Dread is different. Dread is the expectation of a bad situation. It's not a worst-case scenario, it's a typical scenario. If what you are experiencing is dread, then pushing yourself into that situation will confirm to your body that, yup, it really is as bad as you thought, and will amplify the dread rather than diminish it.

A classic example is that certain forms of neurodivergence create sensory overload in typical "social" environments. This is likely to result in dread rather than anxiety. Your body is literally telling you that this situation is problematic, and repeat exposure isn't going to improve anything.

In our modern culture the language of anxiety is widespread but the language of dread much less so, and I think that's unfortunate because a lot of advice centers around "just get over it", which works only if what you're experiencing is anxiety. Personally, learning about this gave me permission to do "social" activities on my own terms and stop worrying about what other people think "social" means; turns out the social anxiety I had was relatively minimal and what I was experiencing was mostly the dread from environments where social activities often occur.

10 comments

TIL!

I always joked that there’s nothing to fear about travel over plane. Nothing will fall, nothing will crash. The true horror is spending X hours without movement and a 2 day back pain afterwards.

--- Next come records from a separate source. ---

/// The reader loop: pull one frame at a time off the transport and route
/// it. Runs until the transport fails or the frame stream turns
/// malformed, then releases every waiter.
pub(crate) async fn read_task(mut reader: ReadHalf<Transport>, shared: Arc<Shared>) {
    let error = loop {
        let frame = match read_frame(&mut reader).await {
            Ok(frame) => frame,
            Err(error) => break error,
        };

        // A frame that fails header decoding poisons the stream: lengths
        // can no longer be trusted, so the connection goes down. Body
        // decoding, in contrast, happens at the consumer and only fails
        // that one message.
        match Message::deserialize(&frame) {
            Ok(message) => dispatch(&shared, message),
            Err(error) => break error,
        }
    };

    log::debug!("connection: reader stopped: {error}");
    shared.fail_waiters();
}

async fn read_frame(reader: &mut ReadHalf<Transport>) -> Result<Vec<u8>> {
    let mut fixed = [0u8; FIXED_HEADER_LENGTH];
    reader.read_exact(&mut fixed).await?;

    let header = FrameHeader::parse(&fixed)?;
    let remaining = header.remaining_length()?;

    let mut frame = vec![0u8; FIXED_HEADER_LENGTH + remaining];
    frame[..FIXED_HEADER_LENGTH].copy_from_slice(&fixed);

    if let Err(error) = reader.read_exact(&mut frame[FIXED_HEADER_LENGTH..]).await {
        if error.kind() == std::io::ErrorKind::UnexpectedEof {
            return Err(Error::new(ErrorKind::IncompleteMessage));
        }

        return Err(error.into());
    }

    Ok(frame)
}

fn dispatch(shared: &Arc<Shared>, message: Message) {
    if let Some(reply_serial) = message.reply_serial() {
        match shared.remove_waiter(reply_serial.get()) {
            Some(tx) => {
                let _ = tx.send(Ok(message));
            }
            None => {
                // Belongs to a cancelled or timed-out call.
                log::debug!(
                    "connection: dropping reply to unknown serial {reply_serial}"
                );
            }
        }

        return;
    }

    if matches!(message.kind(), MessageKind::Signal { .. }) {
        let subscriptions = shared.subscriptions.read().unwrap();

        for subscription in subscriptions.iter() {
            if subscription.rule.matches(&message) {
                (subscription.handler)(&message);
            }
        }

        return;
    }

    // This is a pure client; nobody serves method calls here.
    log::debug!(
        "connection: ignoring inbound method call {:?}",
        message.member()
    );
}
use crate::error::{Error, ErrorKind, Result};
use crate::protocol::{TypeCode, MAX_ARRAY_LENGTH};
use crate::signature::{self, TypeNode};
use crate::value::Value;

use super::WriteBuf;

/// Marshal one value against its type, appending to `buf`.
///
/// The value arm must match the type exactly; a mismatch is reported
/// without modifying the signature-driven layout guarantees of previously
/// written values.
pub fn encode(buf: &mut WriteBuf, node: &TypeNode, value: &Value) -> Result<()> {
    match node {
        TypeNode::Basic(code) => encode_basic(buf, *code, value, node),
        TypeNode::Array(element) => {
            let Value::Array(values) = value else {
                return Err(mismatch(node, value));
            };

            encode_array(buf, element.alignment(), values.len(), |buf, i| {
                encode(buf, element, &values[i])
            })
        }
        TypeNode::Dict(key, element) => {
            let Value::Dict(entries) = value else {
                return Err(mismatch(node, value));
            };

            let key_node = TypeNode::Basic(*key);

            encode_array(buf, 8, entries.len(), |buf, i| {
                let (k, v) = &entries[i];
                buf.align(8);
                encode(buf, &key_node, k)?;
                encode(buf, element, v)
            })
        }
        TypeNode::Struct(fields) => {
            let Value::Struct(values) = value else {
                return Err(mismatch(node, value));
            };

            if fields.len() != values.len() {
                return Err(ErrorKind::ParamCountMismatch {
                    expected: fields.len(),
                    found: values.len(),
                }
                .into());
            }

            buf.align(8);

            for (field, value) in fields.iter().zip(values) {
                encode(buf, field, value)?;
            }

            Ok(())
        }
    }
}

/// Marshal a body: a sequence of values against a sequence of types.
pub fn encode_params(buf: &mut WriteBuf, nodes: &[TypeNode], values: &[Value]) -> Result<()> {
    if nodes.len() != values.len() {
        return Err(ErrorKind::ParamCountMismatch {
            expected: nodes.len(),
            found: values.len(),
        }
        .into());
    }

    for (node, value) in nodes.iter().zip(values) {
        encode(buf, node, value)?;
    }

    Ok(())
}

fn encode_basic(buf: &mut WriteBuf, code: TypeCode, value: &Value, node: &TypeNode) -> Result<()> {
    match (code, value) {
        (TypeCode::BYTE, Value::Byte(v)) => buf.put_u8(*v),
        (TypeCode::BOOLEAN, Value::Bool(v)) => buf.put_u32(u32::from(*v)),
        (TypeCode::INT16, Value::Int16(v)) => buf.put_i16(*v),
        (TypeCode::UINT16, Value::Uint16(v)) => buf.put_u16(*v),
        (TypeCode::INT32, Value::Int32(v)) => buf.put_i32(*v),
        (TypeCode::UINT32, Value::Uint32(v)) => buf.put_u32(*v),
        (TypeCode::INT64, Value::Int64(v)) => buf.put_i64(*v),
        (TypeCode::UINT64, Value::Uint64(v)) => buf.put_u64(*v),
        (TypeCode::DOUBLE, Value::Double(v)) => buf.put_f64(*v),
        (TypeCode::STRING, Value::Str(v)) => buf.put_str(v)?,
        (TypeCode::OBJECT_PATH, Value::ObjectPath(v)) => buf.put_str(v)?,
        (TypeCode::SIGNATURE, Value::Signature(v)) => {
            signature::parse(v)?;
            buf.put_signature(v)?;
        }
        (TypeCode::VARIANT, Value::Variant(inner)) => {
            let (embedded, value) = &**inner;

            let [node] = embedded.nodes() else {
                return Err(ErrorKind::InvalidVariant.into());
            };

            buf.put_signature(embedded.as_str())?;
            encode(buf, node, value)?;
        }
        (TypeCode::UNIX_FD, ..) => return Err(ErrorKind::UnsupportedType(code.0).into()),
        _ => return Err(mismatch(node, value)),
    }

    Ok(())
}

/// Marshal an array shell: 4-aligned length field, padding to the element
/// alignment, then the elements. The length is back-patched once the
/// elements are written and counts their bytes only, excluding the padding
/// that precedes the first element.
fn encode_array<F>(buf: &mut WriteBuf, element_align: usize, len: usize, mut each: F) -> Result<()>
where
    F: FnMut(&mut WriteBuf, usize) -> Result<()>,
{
    buf.align(4);
    let patch = buf.len();
    buf.put_u32(0);
    buf.align(element_align);
    let start = buf.len();

    for i in 0..len {
        each(buf, i)?;
    }

    let written = buf.len() - start;

    if written > MAX_ARRAY_LENGTH as usize {
        return Err(ErrorKind::ArrayTooLong(written as u32).into());
    }

    buf.put_at_u32(patch, written as u32);
    Ok(())
}

fn mismatch(node: &TypeNode, value: &Value) -> Error {
    Error::new(ErrorKind::TypeMismatch {
        expected: node.to_string().into(),
        found: value.type_name(),
    })
}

Seems that I rarely experience anxiety but I do experience dread more often.

What you’re describing is my own self-developed strategy to deal with various stuff. Need to research dread topic more.

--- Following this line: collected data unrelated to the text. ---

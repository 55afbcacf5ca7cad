use std::fmt;

use crate::signature::OwnedSignature;

/// A dynamically typed D-Bus value.
///
/// Every argument in a message body is one of these. Encoding verifies the
/// value against the message signature; decoding produces the arm the
/// signature dictates.
///
/// # Examples
///
/// ```
/// use wirebus::Value;
///
/// let value = Value::Array(vec![Value::Uint32(1), Value::Uint32(2)]);
/// assert_eq!(value.type_name(), "array");
/// ```
#[derive(Debug, Clone)]
pub enum Value {
    /// 8-bit unsigned integer (`y`).
    Byte(u8),
    /// Boolean (`b`).
    Bool(bool),
    /// 16-bit signed integer (`n`).
    Int16(i16),
    /// 16-bit unsigned integer (`q`).
    Uint16(u16),
    /// 32-bit signed integer (`i`).
    Int32(i32),
    /// 32-bit unsigned integer (`u`).
    Uint32(u32),
    /// 64-bit signed integer (`x`).
    Int64(i64),
    /// 64-bit unsigned integer (`t`).
    Uint64(u64),
    /// IEEE 754 double (`d`).
    Double(f64),
    /// UTF-8 string (`s`).
    Str(String),
    /// Object path (`o`).
    ObjectPath(String),
    /// Type signature (`g`).
    Signature(String),
    /// Array of uniformly typed elements (`a`).
    Array(Vec<Value>),
    /// Struct with one field per value (`(...)`).
    Struct(Vec<Value>),
    /// Dictionary carried as an array of key-value entries (`a{..}`).
    Dict(Vec<(Value, Value)>),
    /// A self-describing value (`v`): the embedded signature and the value
    /// it describes.
    Variant(Box<(OwnedSignature, Value)>),
}

impl Value {
    /// Construct a variant from a single complete type signature and a
    /// value.
    pub fn variant(signature: OwnedSignature, value: Value) -> Self {
        Self::Variant(Box::new((signature, value)))
    }

    /// A short name for the arm, used in diagnostics.
    pub fn type_name(&self) -> &'static str {
        match self {
            Value::Byte(..) => "byte",
            Value::Bool(..) => "boolean",
            Value::Int16(..) => "int16",
            Value::Uint16(..) => "uint16",
            Value::Int32(..) => "int32",
            Value::Uint32(..) => "uint32",
            Value::Int64(..) => "int64",
            Value::Uint64(..) => "uint64",
            Value::Double(..) => "double",
            Value::Str(..) => "string",
            Value::ObjectPath(..) => "object path",
            Value::Signature(..) => "signature",
            Value::Array(..) => "array",
            Value::Struct(..) => "struct",
            Value::Dict(..) => "dict",
            Value::Variant(..) => "variant",
        }
    }

    /// Access the value as a string slice, for the `s`, `o` and `g` arms.
    pub fn as_str(&self) -> Option<&str> {
        match self {
            Value::Str(value) | Value::ObjectPath(value) | Value::Signature(value) => Some(value),
            _ => None,
        }
    }

    /// Access the value as a `u32`, if it is one.
    pub fn as_u32(&self) -> Option<u32> {
        match self {
            Value::Uint32(value) => Some(*value),
            _ => None,
        }
    }

    /// Access the value as a boolean, if it is one.
    pub fn as_bool(&self) -> Option<bool> {
        match self {
            Value::Bool(value) => Some(*value),
            _ => None,
        }
    }

    /// Access the elements of an array or struct value.
    pub fn as_slice(&self) -> Option<&[Value]> {
        match self {
            Value::Array(values) | Value::Struct(values) => Some(values),
            _ => None,
        }
    }
}

/// Equality of decoded values. Doubles compare by bit pattern so that
/// round-trips through the codec are exact.
impl PartialEq for Value {
    fn eq(&self, other: &Self) -> bool {
        match (self, other) {
            (Value::Byte(a), Value::Byte(b)) => a == b,
            (Value::Bool(a), Value::Bool(b)) => a == b,
            (Value::Int16(a), Value::Int16(b)) => a == b,
            (Value::Uint16(a), Value::Uint16(b)) => a == b,
            (Value::Int32(a), Value::Int32(b)) => a == b,
            (Value::Uint32(a), Value::Uint32(b)) => a == b,
            (Value::Int64(a), Value::Int64(b)) => a == b,
            (Value::Uint64(a), Value::Uint64(b)) => a == b,
            (Value::Double(a), Value::Double(b)) => a.to_bits() == b.to_bits(),
            (Value::Str(a), Value::Str(b)) => a == b,
            (Value::ObjectPath(a), Value::ObjectPath(b)) => a == b,
            (Value::Signature(a), Value::Signature(b)) => a == b,
            (Value::Array(a), Value::Array(b)) => a == b,
            (Value::Struct(a), Value::Struct(b)) => a == b,
            (Value::Dict(a), Value::Dict(b)) => a == b,
            (Value::Variant(a), Value::Variant(b)) => a == b,
            _ => false,
        }
    }
}

impl Eq for Value {}

macro_rules! from_impl {
    ($($ty:ty => $arm:ident),* $(,)?) => {
        $(
            impl From<$ty> for Value {
                #[inline]
                fn from(value: $ty) -> Self {
                    Value::$arm(value)
                }
            }
        )*
    }
}

from_impl! {
    u8 => Byte,
    bool => Bool,
    i16 => Int16,
    u16 => Uint16,
    i32 => Int32,
    u32 => Uint32,
    i64 => Int64,
    u64 => Uint64,
    f64 => Double,
    String => Str,
}

impl From<&str> for Value {
    #[inline]
    fn from(value: &str) -> Self {
        Value::Str(value.to_owned())
    }
}

impl fmt::Display for Value {
    fn fmt(&self, f: &mut fmt::Formatter<'_>) -> fmt::Result {
        match self {
            Value::Byte(value) => value.fmt(f),
            Value::Bool(value) => value.fmt(f),
            Value::Int16(value) => value.fmt(f),
            Value::Uint16(value) => value.fmt(f),
            Value::Int32(value) => value.fmt(f),
            Value::Uint32(value) => value.fmt(f),
            Value::Int64(value) => value.fmt(f),
            Value::Uint64(value) => value.fmt(f),
            Value::Double(value) => value.fmt(f),
            Value::Str(value) | Value::ObjectPath(value) | Value::Signature(value) => {
                write!(f, "{value:?}")
            }
            Value::Array(values) | Value::Struct(values) => {
                let mut it = values.iter();

                write!(f, "[")?;

                if let Some(first) = it.next() {
                    first.fmt(f)?;
                }

                for value in it {
                    write!(f, ", {value}")?;
                }

                write!(f, "]")
            }
            Value::Dict(entries) => {
                let mut it = entries.iter();

                write!(f, "{{")?;

                if let Some((key, value)) = it.next() {
                    write!(f, "{key}: {value}")?;
                }

                for (key, value) in it {
                    write!(f, ", {key}: {value}")?;
                }

                write!(f, "}}")
            }
            Value::Variant(inner) => {
                let (signature, value) = &**inner;
                write!(f, "<{signature} {value}>")
            }
        }
    }
}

"Personally, learning about this gave me permission to do "social" activities on my own terms and stop worrying about what other people think "social" means;"

So much this.

To have your own terms is always OK. If you think about it, what people think "social" means is not even fixed. It certainly changes with your age and your environment but even the consensus in a society about it changes.

When I grew up it meant being in a deafening loud environment so much full smoke that you could barely breathe. Hated it, but only when I moved to the big city and started university I understood that I am not the only one. Nowadays the smoke is mostly gone and at least it has become accepted to wear hearing protection.

I think in many cases there is a negative reinforcing aspect to anxiety that needs to be addressed. For example, anxiety can trigger certain physical symptoms like sweating excessively, tension leading to e.g. reduced loudness and loss of voice, clumsiness. This can spiral down and eventually the anxiety can be almost entirely about those physical aspects.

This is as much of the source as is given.